Southern California wildfires torched dozens of mountain homes, tore through a ski resort and forced thousands to evacuate in suburbs east of Los Angeles on Wednesday.
Around 40 homes and cabins burned in the villages of Mount Baldy and Wrightwood and flames swept through the nearby Mountain High ski resort in San Bernardino County, the Los Angeles Fire Department reported.
The blaze, named the Bridge Fire, exploded to over 48,000 acres (19,000 hectares), becoming the largest in the state and one of four burning within sight of eachother. The Southern California fires have blackened over 105,000 acres of scrub, brush and forest, an area a third the size of Los Angeles.
The Airport Fire in Orange and Riverside counties destroyed dozens of homes in El Cariso Village and Decker Canyon as it grew to over 22,000 acres, according to authorities and local news reports.
“There was no more exit, you had to drive through the flames to get out,” Ryan LaMothe, whose home was destroyed by the Airport Fire, told local television news station KTLA5.
Governor Gavin Newsom declared a state of emergency and said he had secured federal funds to fight the fires.
Tinder-dry scrub and gusting winds are driving flames up canyons and mountainsides during a severe heatwave that scientists blame on climate change. Over a dozen injuries have been reported.
People taped gaps around their doors and schools closed in at least 10 districts because of smoky air from another blaze in San Bernardino County, the Line Fire.
Los Angeles County Sheriff Robert Luna said deputies were patrolling evacuated neighborhoods to prevent looting.
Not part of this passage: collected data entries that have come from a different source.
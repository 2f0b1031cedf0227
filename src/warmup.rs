//! Asynchronously warmed-up value with a bounded wait.
//!
//! The first [`AsyncLazy::get_timeout`] call starts the computation on a
//! dedicated thread. Every caller then waits for it, but never past
//! `first trigger + timeout`; a caller that runs out of time receives a value
//! from the pending provider while the computation keeps going.
//!
//! ```text
//! UNINITIALIZED --first get--> INITIALIZING --worker ok---> INITIALIZED
//!       ^                            |
//!       +-------- worker panics -----+
//! ```

use core::fmt;
use core::sync::atomic::{AtomicU8, Ordering};
use std::sync::{Arc, Mutex, OnceLock, PoisonError};
use std::thread;
use std::time::{Duration, Instant};

use tracing::{debug, trace, warn};

use crate::error::WarmupError;
use crate::latch::Latch;

type Provider<T> = Box<dyn Fn() -> T + Send + Sync>;

const UNINITIALIZED: u8 = 0;
const INITIALIZING: u8 = 1;
const INITIALIZED: u8 = 2;

/// One launch of the background computation.
#[derive(Clone)]
struct Episode {
   started: Instant,
   done: Arc<Latch>,
}

struct Shared<T> {
   inner: Provider<T>,
   pending: Provider<T>,
   worker_name: Option<String>,
   status: AtomicU8,
   value: OnceLock<T>,
   /// Written only while INITIALIZING is entered, under this lock.
   episode: Mutex<Option<Episode>>,
}

/// A value computed once on a background thread, with a pending fallback for
/// callers that cannot wait.
///
/// Worker failures (panics in the inner provider) are not cached: the cell goes
/// back to uninitialized and the next call starts a new attempt. The pending
/// provider is never cached either; it runs on the calling thread for every
/// caller that times out.
///
/// # Examples
///
/// ```rust
/// use std::time::Duration;
/// use memo_once::AsyncLazy;
///
/// let report = AsyncLazy::new(
///    || {
///       std::thread::sleep(Duration::from_millis(200));
///       "done".to_string()
///    },
///    || "waiting".to_string(),
/// );
///
/// assert_eq!(report.get_timeout(Some(Duration::from_millis(10))), "waiting");
/// assert_eq!(report.get(), "done");
/// ```
pub struct AsyncLazy<T> {
   shared: Arc<Shared<T>>,
}

/// Configures an [`AsyncLazy`].
pub struct AsyncLazyBuilder<T> {
   inner: Provider<T>,
   pending: Provider<T>,
   worker_name: Option<String>,
}

impl<T> AsyncLazyBuilder<T> {
   /// Names the background worker thread.
   #[must_use]
   pub fn worker_name(mut self, name: impl Into<String>) -> Self {
      self.worker_name = Some(name.into());
      self
   }

   #[must_use]
   pub fn build(self) -> AsyncLazy<T> {
      AsyncLazy {
         shared: Arc::new(Shared {
            inner: self.inner,
            pending: self.pending,
            worker_name: self.worker_name,
            status: AtomicU8::new(UNINITIALIZED),
            value: OnceLock::new(),
            episode: Mutex::new(None),
         }),
      }
   }
}

impl<T> AsyncLazy<T>
where
   T: Clone + Send + Sync + 'static,
{
   /// Starts a builder from the inner and pending providers.
   pub fn builder<F, P>(inner: F, pending: P) -> AsyncLazyBuilder<T>
   where
      F: Fn() -> T + Send + Sync + 'static,
      P: Fn() -> T + Send + Sync + 'static,
   {
      AsyncLazyBuilder {
         inner: Box::new(inner),
         pending: Box::new(pending),
         worker_name: None,
      }
   }

   /// Creates a cell with an unnamed worker.
   #[must_use]
   pub fn new<F, P>(inner: F, pending: P) -> Self
   where
      F: Fn() -> T + Send + Sync + 'static,
      P: Fn() -> T + Send + Sync + 'static,
   {
      Self::builder(inner, pending).build()
   }

   /// Creates a cell that serves `T::default()` to callers that time out.
   #[must_use]
   pub fn with_default_pending<F>(inner: F) -> Self
   where
      F: Fn() -> T + Send + Sync + 'static,
      T: Default,
   {
      Self::new(inner, T::default)
   }

   /// Checks whether the value has been computed. Never blocks.
   #[inline]
   pub fn is_initialized(&self) -> bool {
      self.shared.status.load(Ordering::Acquire) == INITIALIZED
   }

   /// Checks whether a worker is currently running. Never blocks.
   #[inline]
   pub fn is_initializing(&self) -> bool {
      self.shared.status.load(Ordering::Acquire) == INITIALIZING
   }

   /// Returns the computed value, starting the computation if needed and
   /// waiting for it without bound.
   ///
   /// The pending value is still returned if the worker fails.
   #[inline]
   pub fn get(&self) -> T {
      self.get_timeout(None)
   }

   /// Returns the computed value, or the pending value once `timeout` has
   /// elapsed since the call that started the current computation.
   ///
   /// The budget is shared: a caller arriving 40ms into a 50ms budget waits
   /// at most 10ms. `None` waits without bound.
   pub fn get_timeout(&self, timeout: Option<Duration>) -> T {
      match self.try_get_timeout(timeout) {
         Ok(value) => value,
         Err(err) => {
            warn!(error = %err, "serving pending value");
            (self.shared.pending)()
         }
      }
   }

   /// Like [`get_timeout`](Self::get_timeout), but reports a worker thread
   /// that could not be started instead of serving the pending value.
   pub fn try_get_timeout(&self, timeout: Option<Duration>) -> Result<T, WarmupError> {
      if let Some(value) = self.shared.value.get() {
         return Ok(value.clone());
      }
      let episode = self.enter()?;
      let deadline = timeout.and_then(|t| episode.started.checked_add(t));
      episode.done.wait(deadline);

      if let Some(value) = self.shared.value.get() {
         return Ok(value.clone());
      }
      trace!(
         elapsed = ?episode.started.elapsed(),
         "warm-up not ready, serving pending value"
      );
      Ok((self.shared.pending)())
   }

   /// Async flavor of [`get_timeout`](Self::get_timeout).
   ///
   /// Returns immediately when the value is ready; otherwise waits inside
   /// [`tokio::task::block_in_place`]. Must be called from a multi-threaded
   /// runtime.
   #[cfg(feature = "async-tokio-mt")]
   pub async fn get_timeout_async(&self, timeout: Option<Duration>) -> T {
      if let Some(value) = self.shared.value.get() {
         return value.clone();
      }
      tokio::task::block_in_place(|| self.get_timeout(timeout))
   }

   /// Returns the running episode, launching a new one if the cell is idle.
   fn enter(&self) -> Result<Episode, WarmupError> {
      let mut slot = self
         .shared
         .episode
         .lock()
         .unwrap_or_else(PoisonError::into_inner);

      // Re-check under the lock: another caller may have launched or finished.
      if self.shared.status.load(Ordering::Acquire) != UNINITIALIZED {
         if let Some(episode) = slot.as_ref() {
            return Ok(episode.clone());
         }
      }

      let episode = Episode {
         started: Instant::now(),
         done: Arc::new(Latch::new()),
      };
      *slot = Some(episode.clone());
      self.launch(&episode)?;
      Ok(episode)
   }

   /// Spawns the worker for `episode`. Caller holds the episode lock.
   fn launch(&self, episode: &Episode) -> Result<(), WarmupError> {
      self.shared.status.store(INITIALIZING, Ordering::Release);
      let worker = Worker {
         shared: Arc::clone(&self.shared),
         episode: episode.clone(),
      };

      let mut builder = thread::Builder::new();
      if let Some(name) = &self.shared.worker_name {
         builder = builder.name(name.clone());
      }
      // On failure the closure is dropped, and `Worker::drop` rolls the episode back.
      let _detached = builder
         .spawn(move || worker.run())
         .map_err(WarmupError::Spawn)?;

      debug!(worker = ?self.shared.worker_name, "warm-up worker launched");
      Ok(())
   }
}

/// Owns one episode on the worker thread.
///
/// Dropping it publishes the outcome: anything short of INITIALIZED becomes
/// UNINITIALIZED again, and the latch is released last.
struct Worker<T> {
   shared: Arc<Shared<T>>,
   episode: Episode,
}

impl<T> Worker<T> {
   fn run(self) {
      let value = (self.shared.inner)();
      if self.shared.value.set(value).is_ok() {
         self.shared.status.store(INITIALIZED, Ordering::Release);
         debug!(elapsed = ?self.episode.started.elapsed(), "warm-up finished");
      }
   }
}

impl<T> Drop for Worker<T> {
   fn drop(&mut self) {
      if self.shared.status.load(Ordering::Acquire) != INITIALIZED {
         self.shared.status.store(UNINITIALIZED, Ordering::Release);
         debug!(
            elapsed = ?self.episode.started.elapsed(),
            "warm-up failed, next caller retries"
         );
      }
      self.episode.done.release();
   }
}

impl<T: fmt::Debug> fmt::Debug for AsyncLazy<T> {
   fn fmt(&self, f: &mut fmt::Formatter<'_>) -> fmt::Result {
      let mut d = f.debug_tuple("AsyncLazy");
      match self.shared.value.get() {
         Some(v) => d.field(v),
         None => d.field(&format_args!("<uninit>")),
      };
      d.finish()
   }
}

#[cfg(test)]
mod tests {
   use super::*;

   #[test]
   fn test_dropped_worker_rolls_back_episode() {
      let cell = AsyncLazy::new(|| 1u32, || 0);
      let episode = Episode {
         started: Instant::now(),
         done: Arc::new(Latch::new()),
      };
      *cell.shared.episode.lock().unwrap() = Some(episode.clone());
      cell.shared.status.store(INITIALIZING, Ordering::Release);

      // What a failed spawn leaves behind: the worker dropped without running.
      drop(Worker {
         shared: Arc::clone(&cell.shared),
         episode: episode.clone(),
      });

      assert!(!cell.is_initializing());
      assert!(!cell.is_initialized());
      assert!(episode.done.is_released());
      // The next caller starts a fresh episode.
      assert_eq!(cell.get(), 1);
      assert!(cell.is_initialized());
   }
}
mod io;
mod log;

pub use io::*;
pub use log::*;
The San Bernardino Sheriff’s office arrested a 34-year-old man for allegedly starting the Line Fire on Sept. 5.
Wildfires are a natural occurrence in mountains east of Los Angeles but the ability of firefighters to just let them burn has been hampered by people moving there after being priced out of the city. Many new homeowners are struggling to get fire insurance.
The area of land burned in California this year is already double that of 2023, when the state enjoyed more moisture, according to data from California’s Department of Forestry and Fire Protection, or CAL FIRE.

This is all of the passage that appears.